Stability comes when we order our lives according to the way of Christ. In the early catechumenates of the Church this was achieved by receiving and shaping one’s life around key biblical texts, particularly the Lord’s prayer and the Beatitudes. With my work in the National church, and here in the York diocese, I hope that we can begin to look very closely at these texts and how they shape our lives and deepen our commitment to Christ, enabling us to joyfully inhabit this troubled world and, by our example, offer the world the help and indeed the stability which is in Christ.
At this, my first Synod, I pledge myself to working with you to build Christian communities that are committed to Christ and therefore able to maintain their life and fulfil their vocation whatever the constraints, whatever the challenges and whatever the further suffering and privation we may have to face.
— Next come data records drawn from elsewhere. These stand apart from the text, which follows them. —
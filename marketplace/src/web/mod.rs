// marketplace/src/web/mod.rs

pub mod auth;
pub mod handlers;
pub mod response;
pub mod routes;

pub use routes::configure_app_routes;
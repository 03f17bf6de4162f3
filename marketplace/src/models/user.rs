// marketplace/src/models/user.rs

use chrono::{DateTime, Utc};
use serde::{Deserialize, Serialize};
use sqlx::{FromRow, Type as SqlxType};
use std::fmt;
use std::str::FromStr;
use uuid::Uuid;

#[derive(Debug, Clone, Copy, PartialEq, Eq, Serialize, Deserialize, SqlxType)]
#[sqlx(type_name = "user_role_enum", rename_all = "lowercase")]
#[serde(rename_all = "lowercase")]
pub enum UserRole {
  Customer,
  Vendor,
  Admin,
}

impl FromStr for UserRole {
  type Err = String;

  fn from_str(s: &str) -> Result<Self, Self::Err> {
    match s.trim().to_ascii_lowercase().as_str() {
      "customer" => Ok(UserRole::Customer),
      "vendor" => Ok(UserRole::Vendor),
      "admin" => Ok(UserRole::Admin),
      other => Err(format!("unknown role '{}'", other)),
    }
  }
}

impl fmt::Display for UserRole {
  fn fmt(&self, f: &mut fmt::Formatter<'_>) -> fmt::Result {
    let s = match self {
      UserRole::Customer => "customer",
      UserRole::Vendor => "vendor",
      UserRole::Admin => "admin",
    };
    f.write_str(s)
  }
}

#[derive(Debug, Clone, Serialize, Deserialize, FromRow)]
pub struct User {
  pub id: Uuid,
  pub email: String,
  #[serde(skip_serializing)] // Never send password hash to client
  pub password_hash: String,
  pub role: UserRole,
  #[serde(skip_serializing)]
  pub password_reset_token: Option<String>,
  #[serde(skip_serializing)]
  pub password_reset_expires_at: Option<DateTime<Utc>>,
  pub created_at: DateTime<Utc>,
  pub updated_at: DateTime<Utc>,
}

#[derive(Debug, Clone)]
pub struct NewUser {
  pub email: String,
  pub password_hash: String,
  pub role: UserRole,
}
This is the message we need to bear to the world: echoing the words of the prophet Habakkuk who declared his delight in the Lord even though the olive crop fails and the sheep are lost (see Habakkuk 3.17-18): so, even though we cannot meet as we would like to; even though there is severe economic hardship; even though there is suffering and death; and even though we feel that we are being stretched to the limit of our resources; there is hope, hope that even in the midst of this pandemic, Christ is with us, bearing as ever the marks of his passion, which are the signs of his committed love to us and to the world.
We too will have to bear the scars of love as we commit ourselves afresh to Christ and to each other, and allow his Spirit to purge and refine us, so that, even with the tiny mustard seeds of faith, we may land and be planted and grow and prosper in love.
Sisters and brothers, let us love one another, that deep committed, self-forgetful love that we see in Christ. May it be ours. And through it and because of it, may we bring healing to the world.